In denying that Obamacare is permissible under the federal government's Commerce Clause powers, as the administration argued, future expanses of federal power will be, at the very least, made problematic or, at most, headed off altogether. For the first time in decades (since the New Deal really), the Court has rejected Congress' and the President's attempt to sophistically use the Commerce Clause as an empty vessel justifying any and every expanse of the federal government's scope. For future enhancements of the welfare state, something else will be needed to achieve a pretense of constitutionality.

This is a longer-term effect of today's ruling though.

More immediate and more consequential is the finding that the Individual Mandate is justified – and only justified – as a tax pursuant to Congress' taxing and spending powers. Setting aside the constitutional merit of this conclusion, politically it is an endorsement of Obamacare that in all likelihood will be its ultimate demise.

President Obama ran for office promising not to raise taxes. (He also promised a "net spending cut", which the ACA most definitively is not). When Obamacare was being debated he and his surrogates insisted the Individual Mandate was not a tax. Yet the only reason it lives – for now – is as a tax.

Running for reelection then, his signature legislative achievement – already a deeply unpopular expanse of federal power into health-care – has now also been labeled a tax – one of the largest tax increases in American history, no less.

Already struggling to keep even with his opponent and desperate to shift focus away from his record, that much more weight has now been thrown onto the president's back. A deeply unpopular law – the source of the Democratic Party's worst midterm in a century – is now also a massive tax increase. As of today, it is also the paramount issue in this campaign.
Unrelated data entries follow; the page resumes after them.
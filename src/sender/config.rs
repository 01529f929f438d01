use std::path::PathBuf;
use std::sync::Arc;
use std::time::Duration;

use super::dumper::{DeadLetterDumper, NullDumper};

const MIN_SEND_INTERVAL: Duration = Duration::from_millis(100);
const MIN_SEND_LIMIT: i64 = 1;
const MIN_MAX_ROTATED_FILES: usize = 1;
const DEFAULT_MAX_ROTATED_FILES: usize = 3;

/// Tunables for a [`crate::Sender`].
///
/// Built through [`SenderConfigBuilder`] rather than constructed directly, so that the floors on
/// `send_interval`, `send_limit` and `max_rotated_files` are always applied.
#[derive(Clone)]
pub struct SenderConfig {
    pub(crate) send_interval: Duration,
    pub(crate) send_limit: i64,
    pub(crate) use_memory_fallback: bool,
    pub(crate) file_workspace: PathBuf,
    pub(crate) max_rotated_files: usize,
    pub(crate) show_successful_info: bool,
    pub(crate) dead_letter_dumper: Arc<dyn DeadLetterDumper>,
}

impl Default for SenderConfig {
    fn default() -> Self {
        SenderConfigBuilder::default().build()
    }
}

/// Builder for [`SenderConfig`].
#[derive(Clone)]
pub struct SenderConfigBuilder {
    send_interval: Duration,
    send_limit: i64,
    use_memory_fallback: bool,
    file_workspace: PathBuf,
    max_rotated_files: usize,
    show_successful_info: bool,
    dead_letter_dumper: Arc<dyn DeadLetterDumper>,
}

impl Default for SenderConfigBuilder {
    fn default() -> Self {
        Self {
            send_interval: MIN_SEND_INTERVAL,
            send_limit: MIN_SEND_LIMIT,
            use_memory_fallback: true,
            file_workspace: std::env::temp_dir().join("sink-buffers"),
            max_rotated_files: DEFAULT_MAX_ROTATED_FILES,
            show_successful_info: false,
            dead_letter_dumper: Arc::new(NullDumper),
        }
    }
}

impl SenderConfigBuilder {
    pub fn new() -> Self {
        Self::default()
    }

    /// How often the background flusher wakes up to drain and publish a batch. Floored to 100ms.
    pub fn send_interval(mut self, interval: Duration) -> Self {
        self.send_interval = interval.max(MIN_SEND_INTERVAL);
        self
    }

    /// Maximum records drained and published per flush cycle. Floored to 1.
    pub fn send_limit(mut self, limit: i64) -> Self {
        self.send_limit = limit.max(MIN_SEND_LIMIT);
        self
    }

    /// Whether a record falls back to the in-memory queue when the durable queue cannot accept it.
    pub fn use_memory_fallback(mut self, enabled: bool) -> Self {
        self.use_memory_fallback = enabled;
        self
    }

    /// Directory the durable queue files live in.
    pub fn file_workspace(mut self, workspace: impl Into<PathBuf>) -> Self {
        self.file_workspace = workspace.into();
        self
    }

    /// How many rotated-aside copies of a corrupt queue file are kept before the oldest is
    /// deleted outright. Floored to 1.
    pub fn max_rotated_files(mut self, max: usize) -> Self {
        self.max_rotated_files = max.max(MIN_MAX_ROTATED_FILES);
        self
    }

    /// Whether a successful flush cycle logs an info-level summary.
    pub fn show_successful_info(mut self, show: bool) -> Self {
        self.show_successful_info = show;
        self
    }

    /// Where batches that survive neither pool are sent as a last resort.
    pub fn dead_letter_dumper(mut self, dumper: Arc<dyn DeadLetterDumper>) -> Self {
        self.dead_letter_dumper = dumper;
        self
    }

    pub fn build(self) -> SenderConfig {
        SenderConfig {
            send_interval: self.send_interval,
            send_limit: self.send_limit,
            use_memory_fallback: self.use_memory_fallback,
            file_workspace: self.file_workspace,
            max_rotated_files: self.max_rotated_files,
            show_successful_info: self.show_successful_info,
            dead_letter_dumper: self.dead_letter_dumper,
        }
    }
}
Privately the president and his reelection team are all too aware of this. (Conspicuous in his remarks after the decision was a plea that it was now time to "move forward", i.e. to not talk about it anymore.) One cannot help but wonder if, after reading the Chief Justice's opinion, they did not feel much like one of those old Looney Toons characters that has just been handed a gift-wrapped "present" of five sticks of dynamite.

Though it lives past today, after today the likelihood of Obama and Obamacare both being replaced in and immediately after the election are measurably greater.